I still remember using the Cactus V4 on my X-Pro 1 a couple of years ago. It was a small and cheap, no frills triggering system. It got the job done, but that was about it. Two iterations later - I've never used the V5 - the V6 is quite a different beast: first of all, it's a transceiver: the same unit can function as a transmitter or as a receiver. You just slide a switch on the side to set it up. The unit has grown quite a lot in size, but also in specifications: in fact, it seems like remote TTL and High Speed Sync are about the only two things you cannot do with it. And one of those is about to change, as you'll read further down the road! (Images © Cactus)

  • Control of up to 4 groups of remote flashes
    The V6 can control 4 groups of remote flashes: either RF60 flashes, or other compatible flashes. In that last case, those flashes have to be attached to a V6 acting as a receiver.
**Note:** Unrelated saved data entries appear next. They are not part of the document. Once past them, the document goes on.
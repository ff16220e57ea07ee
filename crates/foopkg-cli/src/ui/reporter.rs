//! Line-oriented terminal reporter.
//!
//! Builds are sequential, so output is a plain stream of lines: one header
//! per package, one line per stage. Download progress is redrawn in place
//! when stdout is a terminal and suppressed otherwise.

use std::io::{IsTerminal, Write};
use std::sync::Mutex;

use crossterm::style::Stylize;

use foopkg_core::{BuildState, Reporter};
use foopkg_schema::{PackageName, Version};

use super::theme::{Theme, format_size};

#[derive(Debug)]
pub struct ConsoleReporter {
    theme: Theme,
    interactive: bool,
    /// Last rendered download percentage, to avoid redrawing every chunk.
    last_percent: Mutex<Option<u64>>,
}

impl Default for ConsoleReporter {
    fn default() -> Self {
        Self::new()
    }
}

impl ConsoleReporter {
    pub fn new() -> Self {
        Self {
            theme: Theme::default(),
            interactive: std::io::stdout().is_terminal(),
            last_percent: Mutex::new(None),
        }
    }

    fn stage_line(&self, label: &str) {
        println!(
            "  {} {}",
            self.theme.icons.active.with(self.theme.colors.active),
            label
        );
    }
}

/// Percentage of `current` in `total`, if the total is known.
fn percent(current: u64, total: Option<u64>) -> Option<u64> {
    total
        .filter(|&t| t > 0)
        .map(|t| current.min(t).saturating_mul(100) / t)
}

impl Reporter for ConsoleReporter {
    fn section(&self, title: &str) {
        println!();
        println!("{}", title.bold());
    }

    fn state(&self, name: &PackageName, version: &Version, state: BuildState) {
        let colors = &self.theme.colors;
        let icons = &self.theme.icons;
        match state {
            BuildState::Pending => {
                println!();
                println!(
                    "{} {} {}",
                    icons.pending.with(colors.secondary),
                    name.as_str().with(colors.package_name).bold(),
                    version.as_str().with(colors.version)
                );
            }
            BuildState::Fetching => self.stage_line("fetching"),
            BuildState::Extracting => self.stage_line("extracting"),
            BuildState::Configuring => self.stage_line("configuring"),
            BuildState::Compiling => self.stage_line("compiling, go get some tea"),
            BuildState::Installing => self.stage_line("installing"),
            BuildState::Done => println!(
                "  {} {} {}",
                icons.success.with(colors.success),
                name.as_str().with(colors.package_name),
                "done".with(colors.success)
            ),
            BuildState::Failed(stage) => println!(
                "  {} {} {}",
                icons.error.with(colors.error),
                name.as_str().with(colors.package_name),
                format!("{stage} failed").with(colors.error)
            ),
        }
    }

    fn downloading(&self, _name: &PackageName, _version: &Version, current: u64, total: Option<u64>) {
        if !self.interactive {
            return;
        }
        let Ok(mut last) = self.last_percent.lock() else {
            return;
        };

        let pct = percent(current, total);
        let finished = matches!(total, Some(t) if current >= t);
        if pct.is_some() && pct == *last && !finished {
            return;
        }
        *last = pct;

        let size = match total {
            Some(t) => format!("{} / {}", format_size(current), format_size(t)),
            None => format_size(current),
        };
        let mut stdout = std::io::stdout();
        let _ = write!(stdout, "\r    {}", size.with(self.theme.colors.secondary));
        if let Some(pct) = pct {
            let _ = write!(stdout, " {}", format!("{pct:>3}%").with(self.theme.colors.secondary));
        }
        if finished {
            let _ = writeln!(stdout);
            *last = None;
        }
        let _ = stdout.flush();
    }

    fn info(&self, msg: &str) {
        println!(
            "{} {}",
            self.theme.icons.info.with(self.theme.colors.active),
            msg
        );
    }

    fn success(&self, msg: &str) {
        println!(
            "{} {}",
            self.theme.icons.success.with(self.theme.colors.success),
            msg
        );
    }

    fn warning(&self, msg: &str) {
        eprintln!(
            "{} {}",
            self.theme.icons.warning.with(self.theme.colors.warning),
            msg.with(self.theme.colors.warning)
        );
    }

    fn error(&self, msg: &str) {
        eprintln!(
            "{} {}",
            self.theme.icons.error.with(self.theme.colors.error),
            msg.with(self.theme.colors.error).bold()
        );
    }

    fn summary(&self, count: usize, action: &str, elapsed_secs: f64) {
        println!();
        println!(
            "{} {count} package{} {action}, elapsed {elapsed_secs:.2}s",
            self.theme.icons.success.with(self.theme.colors.success),
            if count == 1 { "" } else { "s" },
        );
    }
}
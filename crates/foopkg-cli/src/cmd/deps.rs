//! Deps command: the build order of a package and what is installed

use std::path::PathBuf;

use anyhow::{Context, Result};
use crossterm::style::Stylize;

use foopkg_core::records::RecordError;
use foopkg_core::resolver::{self, ResolveError};
use foopkg_core::{Config, InstallRecordStore, PorgLedger, Reporter};
use foopkg_schema::{PackageName, PackageSpec, RuleSet, Version};

use crate::ops::rules::load_rules;
use crate::ui::{ConsoleReporter, Theme};

/// Install state of one package in the plan.
#[derive(Debug, Clone, PartialEq, Eq)]
pub enum DepStatus {
    /// The rule's exact release is in the ledger.
    Installed,
    /// Only other releases are installed.
    OtherVersions(Vec<Version>),
    NotInstalled,
}

/// Where `spec` stands against the installed-package ledger.
pub fn status_of(
    spec: &PackageSpec,
    records: &dyn InstallRecordStore,
) -> Result<DepStatus, RecordError> {
    let installed = records.matching(&spec.name)?;
    let exact = spec
        .version
        .as_ref()
        .is_some_and(|version| installed.iter().any(|record| &record.version == version));
    if exact {
        return Ok(DepStatus::Installed);
    }
    if installed.is_empty() {
        return Ok(DepStatus::NotInstalled);
    }
    Ok(DepStatus::OtherVersions(
        installed.into_iter().map(|record| record.version).collect(),
    ))
}

/// Print the resolved build order of `package`, dependencies first.
pub fn deps(package: &str, add_rules: &[PathBuf]) -> Result<()> {
    let config = Config::load().context("Failed to load configuration")?;
    let reporter = ConsoleReporter::new();
    let rules = load_rules(&config.rules_dir, add_rules, &reporter)?;
    let name = PackageName::new(package);

    let order = match resolver::resolve(&name, &rules) {
        Ok(order) => order,
        Err(err @ ResolveError::UnknownPackage { required_by: None, .. }) => {
            suggest(&reporter, package, &rules);
            return Err(err.into());
        }
        Err(err) => return Err(err.into()),
    };

    let ledger = PorgLedger::new(&config.porg_log_dir);
    let theme = Theme::default();
    reporter.section(&format!("Build order for {package}"));

    for name in &order {
        let Some(spec) = rules.get(name) else {
            continue;
        };
        let version = spec
            .version
            .as_ref()
            .map_or("(no version)", Version::as_str);
        let status = match status_of(spec, &ledger)? {
            DepStatus::Installed => format!("{} installed", theme.icons.success)
                .with(theme.colors.success)
                .to_string(),
            DepStatus::OtherVersions(versions) => {
                let versions: Vec<&str> = versions.iter().map(Version::as_str).collect();
                format!("{} installed: {}", theme.icons.warning, versions.join(", "))
                    .with(theme.colors.warning)
                    .to_string()
            }
            DepStatus::NotInstalled => format!("{} not installed", theme.icons.pending)
                .with(theme.colors.secondary)
                .to_string(),
        };
        println!(
            "  {} {} {status}",
            name.as_str().with(theme.colors.package_name),
            version.with(theme.colors.version),
        );
    }
    Ok(())
}

fn suggest(reporter: &dyn Reporter, package: &str, rules: &RuleSet) {
    let suggestions = resolver::suggest(package, rules, 3);
    if !suggestions.is_empty() {
        let names: Vec<&str> = suggestions.iter().map(PackageName::as_str).collect();
        reporter.info(&format!("Did you mean: {}?", names.join(", ")));
    }
}
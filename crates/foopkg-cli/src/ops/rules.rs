//! Rule loading for a run.

use std::path::{Path, PathBuf};

use foopkg_core::{Reporter, RuleStore};
use foopkg_schema::RuleSet;
use tracing::debug;

use super::InstallError;

/// Merge the rule directory, then each extra file in the order given.
pub fn load_rules(
    rules_dir: &Path,
    extra: &[PathBuf],
    reporter: &dyn Reporter,
) -> Result<RuleSet, InstallError> {
    let mut store = RuleStore::new();
    store.load_dir(rules_dir)?;

    for file in extra {
        let file = std::path::absolute(file).unwrap_or_else(|_| file.clone());
        reporter.info(&format!("Using custom rules from {}", file.display()));
        store.merge_file(&file)?;
    }

    debug!("Merged {} rule documents", store.sources().len());
    Ok(store.into_rule_set()?)
}
//! Rule document loading and deep merge.
//!
//! Documents are merged as raw JSON first and only then deserialized into a
//! [`RuleSet`], so a later document may add a single field (or a single
//! dependency) to a package without restating the whole entry:
//!
//! - objects merge key by key, recursively
//! - arrays concatenate, later entries after earlier ones
//! - anything else is overwritten by the later document

use std::collections::BTreeMap;
use std::path::{Path, PathBuf};

use foopkg_schema::{RuleEntry, RuleSet};
use serde_json::{Map, Value};
use thiserror::Error;
use tracing::{debug, warn};

#[derive(Error, Debug)]
pub enum RulesError {
    #[error("failed to read rules from {path}: {source}")]
    Io {
        path: PathBuf,
        source: std::io::Error,
    },

    #[error("invalid JSON in {origin}: {source}")]
    Parse {
        origin: String,
        source: serde_json::Error,
    },

    #[error("rules in {0} must be a JSON object keyed by package name")]
    NotAnObject(String),

    #[error("invalid rule for package '{package}': {source}")]
    InvalidEntry {
        package: String,
        source: serde_json::Error,
    },
}

/// Accumulates rule documents into one merged mapping.
#[derive(Debug, Clone, Default)]
pub struct RuleStore {
    merged: Map<String, Value>,
    sources: Vec<String>,
}

impl RuleStore {
    pub fn new() -> Self {
        Self::default()
    }

    /// Merge every `*.json` file of `dir`, in file name order.
    ///
    /// Hidden files and files with any other extension are ignored. A missing directory is not an error: the
    /// store simply stays empty so that `--add-rules` alone still works.
    ///
    /// # Errors
    ///
    /// Returns an error if the directory or one of its files cannot be read
    /// or does not contain a JSON object.
    pub fn load_dir(&mut self, dir: &Path) -> Result<(), RulesError> {
        if !dir.is_dir() {
            warn!("Rule directory {} does not exist", dir.display());
            return Ok(());
        }

        let read = std::fs::read_dir(dir).map_err(|source| RulesError::Io {
            path: dir.to_path_buf(),
            source,
        })?;

        let mut files = Vec::new();
        for entry in read {
            let entry = entry.map_err(|source| RulesError::Io {
                path: dir.to_path_buf(),
                source,
            })?;
            let path = entry.path();
            let hidden = entry.file_name().to_string_lossy().starts_with('.');
            let json = path.extension().is_some_and(|ext| ext == "json");
            if path.is_file() && json && !hidden {
                files.push(path);
            }
        }
        files.sort();

        for file in files {
            self.merge_file(&file)?;
        }
        Ok(())
    }

    /// Merge one rule file on top of what has been loaded so far.
    ///
    /// # Errors
    ///
    /// Returns an error if the file cannot be read or does not contain a
    /// JSON object.
    pub fn merge_file(&mut self, path: &Path) -> Result<(), RulesError> {
        let content = std::fs::read_to_string(path).map_err(|source| RulesError::Io {
            path: path.to_path_buf(),
            source,
        })?;
        self.merge_str(&path.display().to_string(), &content)?;
        debug!("Loaded rules from file {}", path.display());
        Ok(())
    }

    /// Merge a rule document given as a JSON string. `origin` names the
    /// document in error messages.
    ///
    /// # Errors
    ///
    /// Returns an error if `json` is not a JSON object.
    pub fn merge_str(&mut self, origin: &str, json: &str) -> Result<(), RulesError> {
        let value: Value = serde_json::from_str(json).map_err(|source| RulesError::Parse {
            origin: origin.to_string(),
            source,
        })?;
        let Value::Object(document) = value else {
            return Err(RulesError::NotAnObject(origin.to_string()));
        };
        merge_objects(&mut self.merged, document);
        self.sources.push(origin.to_string());
        Ok(())
    }

    /// Documents merged so far, in merge order.
    pub fn sources(&self) -> &[String] {
        &self.sources
    }

    /// The merged document as raw JSON.
    pub fn merged(&self) -> &Map<String, Value> {
        &self.merged
    }

    /// Deserialize the merged document into a [`RuleSet`].
    ///
    /// # Errors
    ///
    /// Returns [`RulesError::InvalidEntry`] naming the first package whose
    /// merged entry does not match the rule schema.
    pub fn into_rule_set(self) -> Result<RuleSet, RulesError> {
        let mut entries = BTreeMap::new();
        for (package, value) in self.merged {
            let entry: RuleEntry =
                serde_json::from_value(value).map_err(|source| RulesError::InvalidEntry {
                    package: package.clone(),
                    source,
                })?;
            entries.insert(package, entry);
        }
        Ok(RuleSet::from_entries(entries))
    }
}

/// Deep-merge `overlay` into `base`.
pub fn deep_merge(base: &mut Value, overlay: Value) {
    match (base, overlay) {
        (Value::Object(base), Value::Object(overlay)) => merge_objects(base, overlay),
        (Value::Array(base), Value::Array(overlay)) => base.extend(overlay),
        (base, overlay) => *base = overlay,
    }
}

fn merge_objects(base: &mut Map<String, Value>, overlay: Map<String, Value>) {
    for (key, value) in overlay {
        match base.get_mut(&key) {
            Some(existing) => deep_merge(existing, value),
            None => {
                base.insert(key, value);
            }
        }
    }
}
The RF60 has its own compatible receiver which obviously makes it a compelling candidate to use in concert with the V6, if you don't already own a flash. To turn a group on or off, you simply press the buttons A through D on the left hand side of the transceiver.
  • Change power levels remotely
    You can remotely change the power level of compatible flashes, such as Cactus' own RF60, from the easy to use rotary dial. But, as I'll talk about in the section 'Recycling your old Canon and Nikon flashes', you can even control the (manual) power of those flashes remotely!
  • Change power levels independently or in unison
    This one's a biggie if you use multiple groups a lot. Say you're working at f/8 and you've set group A to quarter power, group B to one sixteenth power and group C to one eight power to get the shot looking the way you want it. Now suppose you want to close your aperture down from f/8 to f/11. With many systems, you'd have to increase each individual group's power output by one stop. With the Cactus V6, you can choose: you can change the power individually but you can also change the power of all groups together! A big time-saver.
  • TTL passthrough hotshoe
    Although the V6 does not support off-camera TTL flash, it has a hotshoe on top of it. When used as a receiver, this hotshoe obviously lets you slide the remote flash in it, like most recent receivers do. But, when used as a transmitter on your camera, the V6 passes the TTL information from your camera on to a TTL flash you put on it. In other words, you can use the V6 to combine a TTL on-camera flash with manual remote flashes. This is something wedding and event photographers will appreciate. The passthrough hotshoe has another advantage, which I'll talk about later in the section 'Using two trigges simultaneously'.
  • A lock system for the selection rotary dial
    Here's another cool thing: because the rotary dial is facing towards you, it's not uncommon on smaller camera bodies, such as the X-series, to have your nose or your forehead inadvertently change settings when your working. In one of the firmware updates, Cactus installed the option of locking the rotary dial. In that case, you have to depress it first to make changes. An ideal setting for people with big noses, such as myself! Here's the how-to straight from the manual:
    • On the TX main screen, pressing and holding the selection dial or the OK button for 2 seconds will lock the selection dial from adjusting all group or single group power level. (Note: The short-cut to adjust a single group power level by pressing a group button and turning the dial simultaneously will be unaffected.
    • To temporarily unlock the selection dial, press the selection dial or OK button once. Alternatively, press and hold any group button to select a group for power level adjustment. The dial will be locked again when no button or dial is pressed or turned for 2 seconds.
    • To permanently unlock the selection dial, press and hold the selection dial or the OK button for 2 seconds.
  • Advanced features
    The V6 also has another nifty feature up its sleeve: you can set up a delay in milliseconds. I haven't actually tried this yet, but it looks like you could use this feature as a workaround to do something resembling off-camera second-curtain sync. If you're reading this and you can confirm this, please let me know in the comments. Another nice feature is that you can choose the increments between 1/10th of a stop to half a stop. 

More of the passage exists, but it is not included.